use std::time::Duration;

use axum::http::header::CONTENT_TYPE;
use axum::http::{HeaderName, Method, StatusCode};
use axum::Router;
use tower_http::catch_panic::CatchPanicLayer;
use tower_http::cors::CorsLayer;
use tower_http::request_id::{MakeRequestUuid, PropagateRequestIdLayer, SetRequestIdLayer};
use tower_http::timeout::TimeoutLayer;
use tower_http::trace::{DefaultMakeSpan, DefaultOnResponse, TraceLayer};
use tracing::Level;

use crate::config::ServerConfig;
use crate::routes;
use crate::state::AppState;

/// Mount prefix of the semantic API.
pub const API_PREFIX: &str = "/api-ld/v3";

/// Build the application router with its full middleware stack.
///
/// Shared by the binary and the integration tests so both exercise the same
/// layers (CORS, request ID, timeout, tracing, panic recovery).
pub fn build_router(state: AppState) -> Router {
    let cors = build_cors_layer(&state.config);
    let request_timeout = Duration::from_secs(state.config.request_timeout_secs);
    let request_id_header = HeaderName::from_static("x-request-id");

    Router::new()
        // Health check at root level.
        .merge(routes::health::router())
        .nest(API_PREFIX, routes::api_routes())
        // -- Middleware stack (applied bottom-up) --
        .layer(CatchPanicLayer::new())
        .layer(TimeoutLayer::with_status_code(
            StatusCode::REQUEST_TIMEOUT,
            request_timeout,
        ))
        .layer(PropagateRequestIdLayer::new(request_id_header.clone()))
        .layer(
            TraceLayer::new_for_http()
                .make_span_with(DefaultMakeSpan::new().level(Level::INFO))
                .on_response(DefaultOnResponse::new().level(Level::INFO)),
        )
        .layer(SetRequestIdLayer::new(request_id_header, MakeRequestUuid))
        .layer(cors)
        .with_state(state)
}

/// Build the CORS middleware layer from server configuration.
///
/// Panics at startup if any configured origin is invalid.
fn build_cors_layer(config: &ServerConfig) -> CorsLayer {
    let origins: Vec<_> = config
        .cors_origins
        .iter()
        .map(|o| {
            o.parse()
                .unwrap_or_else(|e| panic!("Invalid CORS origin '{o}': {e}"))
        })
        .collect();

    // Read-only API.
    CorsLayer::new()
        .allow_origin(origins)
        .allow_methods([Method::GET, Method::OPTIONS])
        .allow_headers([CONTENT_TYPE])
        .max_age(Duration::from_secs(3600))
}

---

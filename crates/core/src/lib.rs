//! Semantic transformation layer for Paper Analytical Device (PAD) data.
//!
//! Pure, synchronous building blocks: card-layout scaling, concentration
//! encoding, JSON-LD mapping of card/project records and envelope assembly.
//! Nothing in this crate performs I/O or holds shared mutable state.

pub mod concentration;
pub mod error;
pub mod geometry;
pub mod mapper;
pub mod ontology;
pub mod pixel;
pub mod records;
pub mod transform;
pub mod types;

*TASK INSTRUCTIONS:* From the listing above, output exactly the run of lines that starts with the line containing "card-layout scaling, concentration" and ends with the line containing "pub mod types;".

*OUTPUT FOR THIS EXERCISE:*
//! Pure, synchronous building blocks: card-layout scaling, concentration
//! encoding, JSON-LD mapping of card/project records and envelope assembly.
//! Nothing in this crate performs I/O or holds shared mutable state.

pub mod concentration;
pub mod error;
pub mod geometry;
pub mod mapper;
pub mod ontology;
pub mod pixel;
pub mod records;
pub mod transform;
pub mod types;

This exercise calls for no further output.